Crime organizado recruta estudantes de medicina para contrabandear canetas emagrecedoras do Paraguai
A Receita Federal tem identificado um aumento no recrutamento de estudantes brasileiros de medicina que estudam no Paraguai para o transporte ilegal de canetas emagrecedoras destinadas ao mercado brasileiro. O esquema tem se concentrado principalmente na região de Ciudad del Este, cidade que abriga milhares de universitários brasileiros.
No último dia 25, dois estudantes de medicina foram presos em flagrante ao tentar ingressar no Brasil pela Ponte da Amizade transportando medicamentos à base de tirzepatida. Um dos universitários carregava parte da carga presa ao corpo com fita adesiva, enquanto a outra estudante escondia os produtos em uma bolsa e em peças de roupa.
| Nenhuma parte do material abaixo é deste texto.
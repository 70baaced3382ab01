use std::str::FromStr;

use rand::Rng;
use serde::{Deserialize, Serialize};

/// One of the 16 Quarto pieces.
///
/// A piece is one combination of the four two-valued [attributes](Attribute).
/// No two pieces of the [catalog](ALL_PIECES) share all four values.
#[derive(Copy, Clone, Debug, PartialEq, Eq, PartialOrd, Ord, Hash, Serialize, Deserialize)]
pub struct Piece {
    pub pastry: Pastry,
    pub flavor: Flavor,
    pub collection: Collection,
    pub topping: Topping,
}

#[derive(Copy, Clone, Debug, PartialEq, Eq, PartialOrd, Ord, Hash, Serialize, Deserialize)]
#[serde(rename_all = "snake_case")]
#[repr(u8)]
pub enum Pastry {
    Croissant,
    Eclair,
}

#[derive(Copy, Clone, Debug, PartialEq, Eq, PartialOrd, Ord, Hash, Serialize, Deserialize)]
#[serde(rename_all = "snake_case")]
#[repr(u8)]
pub enum Flavor {
    Strawberry,
    Matcha,
}

#[derive(Copy, Clone, Debug, PartialEq, Eq, PartialOrd, Ord, Hash, Serialize, Deserialize)]
#[serde(rename_all = "snake_case")]
#[repr(u8)]
pub enum Collection {
    Traditional,
    Indulging,
}

#[derive(Copy, Clone, Debug, PartialEq, Eq, PartialOrd, Ord, Hash, Serialize, Deserialize)]
#[serde(rename_all = "snake_case")]
#[repr(u8)]
pub enum Topping {
    PowderSugar,
    WhippedCream,
}

/// The four kinds of attributes that distinguish pieces.
#[derive(Copy, Clone, Debug, PartialEq, Eq, PartialOrd, Ord, Hash, Serialize, Deserialize)]
#[serde(rename_all = "snake_case")]
#[repr(u8)]
pub enum Attribute {
    Pastry,
    Flavor,
    Collection,
    Topping,
}

impl Attribute {
    pub const ALL: [Attribute; 4] = [
        Attribute::Pastry,
        Attribute::Flavor,
        Attribute::Collection,
        Attribute::Topping,
    ];

    /// The bit holding this attribute in [`Piece::to_index()`].
    pub const fn bit(self) -> u8 {
        match self {
            Attribute::Pastry => 0b1000,
            Attribute::Flavor => 0b0100,
            Attribute::Collection => 0b0010,
            Attribute::Topping => 0b0001,
        }
    }
}

impl std::fmt::Display for Attribute {
    fn fmt(&self, f: &mut std::fmt::Formatter<'_>) -> std::fmt::Result {
        let name = match self {
            Attribute::Pastry => "pastry",
            Attribute::Flavor => "flavor",
            Attribute::Collection => "collection",
            Attribute::Topping => "topping",
        };
        write!(f, "{}", name)
    }
}

/// All pieces, in ascending [index](Piece::to_index) order.
pub static ALL_PIECES: [Piece; 16] = catalog();

const fn catalog() -> [Piece; 16] {
    let mut pieces = [Piece::from_index(0); 16];
    let mut idx = 0;
    while idx < 16 {
        pieces[idx] = Piece::from_index(idx as u8);
        idx += 1;
    }
    pieces
}

impl Piece {
    /// The inverse of [`Self::to_index()`]. Only the low four bits are used.
    pub const fn from_index(idx: u8) -> Self {
        Piece {
            pastry: if idx & Attribute::Pastry.bit() == 0 {
                Pastry::Croissant
            } else {
                Pastry::Eclair
            },
            flavor: if idx & Attribute::Flavor.bit() == 0 {
                Flavor::Strawberry
            } else {
                Flavor::Matcha
            },
            collection: if idx & Attribute::Collection.bit() == 0 {
                Collection::Traditional
            } else {
                Collection::Indulging
            },
            topping: if idx & Attribute::Topping.bit() == 0 {
                Topping::PowderSugar
            } else {
                Topping::WhippedCream
            },
        }
    }

    /// A number in `0..16`, with one bit per attribute.
    pub const fn to_index(self) -> u8 {
        (self.pastry as u8) << 3
            | (self.flavor as u8) << 2
            | (self.collection as u8) << 1
            | self.topping as u8
    }

    /// The value of one attribute, either 0 or 1.
    pub fn attribute(self, attribute: Attribute) -> u8 {
        u8::from(self.to_index() & attribute.bit() != 0)
    }

    /// A piece whose attributes are each drawn independently and uniformly.
    ///
    /// This may well be a piece that is already on the board.
    pub fn random<R: Rng + ?Sized>(rng: &mut R) -> Self {
        let mut idx = 0;
        for attribute in Attribute::ALL {
            if rng.gen::<bool>() {
                idx |= attribute.bit();
            }
        }
        Piece::from_index(idx)
    }

    /// The four-letter code of this piece, see [`piece!`](crate::piece).
    pub fn code(self) -> [char; 4] {
        [
            match self.pastry {
                Pastry::Croissant => 'C',
                Pastry::Eclair => 'E',
            },
            match self.flavor {
                Flavor::Strawberry => 'S',
                Flavor::Matcha => 'M',
            },
            match self.collection {
                Collection::Traditional => 'T',
                Collection::Indulging => 'I',
            },
            match self.topping {
                Topping::PowderSugar => 'P',
                Topping::WhippedCream => 'W',
            },
        ]
    }
}

impl std::fmt::Display for Piece {
    fn fmt(&self, f: &mut std::fmt::Formatter<'_>) -> std::fmt::Result {
        for c in self.code() {
            write!(f, "{}", c)?;
        }
        Ok(())
    }
}

/// The attributes on which all four pieces agree.
///
/// A line of four pieces is a winning line iff this is nonempty.
pub fn common_attributes(pieces: &[Piece; 4]) -> impl Iterator<Item = Attribute> {
    let first = pieces[0].to_index();
    let differing = pieces
        .iter()
        .fold(0u8, |acc, piece| acc | (piece.to_index() ^ first));
    Attribute::ALL
        .into_iter()
        .filter(move |attribute| differing & attribute.bit() == 0)
}

/// The error type for the [`FromStr`] instance of [`Piece`].
#[derive(Clone, Copy, Debug, PartialEq, Eq)]
pub enum PieceFromStrErr {
    LessThanFourChars,
    MoreThanFourChars,
    InvalidPastry(char),
    InvalidFlavor(char),
    InvalidCollection(char),
    InvalidTopping(char),
}

impl std::error::Error for PieceFromStrErr {}

impl std::fmt::Display for PieceFromStrErr {
    fn fmt(&self, f: &mut std::fmt::Formatter<'_>) -> std::fmt::Result {
        match self {
            PieceFromStrErr::LessThanFourChars => write!(f, "A piece code needs four characters"),
            PieceFromStrErr::MoreThanFourChars => write!(f, "A piece code has only four characters"),
            PieceFromStrErr::InvalidPastry(c) => write!(f, "'{}' is not a pastry, expected C or E", c),
            PieceFromStrErr::InvalidFlavor(c) => write!(f, "'{}' is not a flavor, expected S or M", c),
            PieceFromStrErr::InvalidCollection(c) => {
                write!(f, "'{}' is not a collection, expected T or I", c)
            }
            PieceFromStrErr::InvalidTopping(c) => write!(f, "'{}' is not a topping, expected P or W", c),
        }
    }
}

impl FromStr for Piece {
    type Err = PieceFromStrErr;

    fn from_str(s: &str) -> Result<Self, Self::Err> {
        let mut chars = s.chars();
        let mut next = || chars.next().ok_or(PieceFromStrErr::LessThanFourChars);
        let pastry = match next()? {
            'C' => Pastry::Croissant,
            'E' => Pastry::Eclair,
            c => return Err(PieceFromStrErr::InvalidPastry(c)),
        };
        let flavor = match next()? {
            'S' => Flavor::Strawberry,
            'M' => Flavor::Matcha,
            c => return Err(PieceFromStrErr::InvalidFlavor(c)),
        };
        let collection = match next()? {
            'T' => Collection::Traditional,
            'I' => Collection::Indulging,
            c => return Err(PieceFromStrErr::InvalidCollection(c)),
        };
        let topping = match next()? {
            'P' => Topping::PowderSugar,
            'W' => Topping::WhippedCream,
            c => return Err(PieceFromStrErr::InvalidTopping(c)),
        };
        if chars.next().is_some() {
            return Err(PieceFromStrErr::MoreThanFourChars);
        }
        Ok(Piece {
            pastry,
            flavor,
            collection,
            topping,
        })
    }
}

/// Shorthand for creating pieces from a four-character code.
///
/// One letter per attribute, in this order: pastry (`C`roissant or `E`clair),
/// flavor (`S`trawberry or `M`atcha), collection (`T`raditional or `I`ndulging),
/// topping (`P`owder sugar or `W`hipped cream).
///
/// This macro is just calling the [`FromStr`] instance of [`Piece`].
/// ```
/// # use quarto::{piece, Collection, Flavor, Pastry, Piece, Topping};
/// assert_eq!(
///     piece!("EMTW"),
///     Piece {
///         pastry: Pastry::Eclair,
///         flavor: Flavor::Matcha,
///         collection: Collection::Traditional,
///         topping: Topping::WhippedCream,
///     }
/// );
/// ```
#[macro_export]
macro_rules! piece {
    ($code:literal) => {
        <$crate::Piece as std::str::FromStr>::from_str($code)
            .expect("Invalid piece code given to piece! macro")
    };
}
// The import is for using the macro in other modules, see https://stackoverflow.com/a/31749071/1726797
#[allow(unused_imports)]
pub(crate) use piece;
Segundo a fiscalização, os dois transportavam 200 caixas do medicamento, cada uma contendo quatro ampolas. A carga está avaliada em cerca de R$ 86 mil no mercado paraguaio. No Brasil, produtos da mesma substância podem ultrapassar R$ 3 mil por caixa, o que torna o contrabando altamente lucrativo.
De acordo com a Receita Federal, estudantes passaram a integrar as chamadas “formigas do contrabando”, responsáveis por atravessar a fronteira com pequenas quantidades de medicamentos. Após a entrada no país, os produtos são reunidos e distribuídos por organizações criminosas para abastecer o mercado clandestino em estados como São Paulo, Paraná, Minas Gerais e Rio de Janeiro.
O chefe da Aduana da Receita Federal na Ponte da Amizade, Daniel Messias Linck, afirma que muitos universitários são aliciados por organizações criminosas e nem sempre têm plena consciência da gravidade do crime. Segundo ele, existe uma percepção equivocada de que trazer medicamentos do Paraguai não configura contrabando.
Os números refletem o avanço do esquema. Em todo o ano passado, foram apreendidas 7.479 canetas e ampolas de tirzepatida na região de Foz do Iguaçu. Apenas neste ano, as apreensões já ultrapassaram 71 mil unidades, um aumento superior a 860%.
A grande presença de brasileiros nas faculdades paraguaias contribui para o cenário. Dados do Ministério das Relações Exteriores apontam que cerca de 35 mil dos 45 mil estudantes matriculados em cursos de medicina no Paraguai são brasileiros. O país vizinho atrai universitários pelos custos mais baixos, com mensalidades que giram em torno de R$ 2 mil, valor muito inferior ao cobrado por instituições privadas brasileiras.
Casos semelhantes vêm sendo registrados em diferentes estados. Em fevereiro, um estudante de medicina foi preso transportando 462 canetas emagrecedoras entre o Paraná e o interior de São Paulo. Segundo a polícia, ele receberia R$ 6 mil pelo serviço. Em Mato Grosso do Sul e no Paraná, outras estudantes também foram detidas neste ano por suspeita de comercializar ou divulgar medicamentos contrabandeados nas redes sociais.
As investigações apontam que o crescimento da demanda por medicamentos para emagrecimento, aliado à diferença de preços entre Brasil e Paraguai, tem impulsionado a atuação de organizações criminosas na fronteira e ampliado o recrutamento de universitários para o transporte ilegal dos produtos.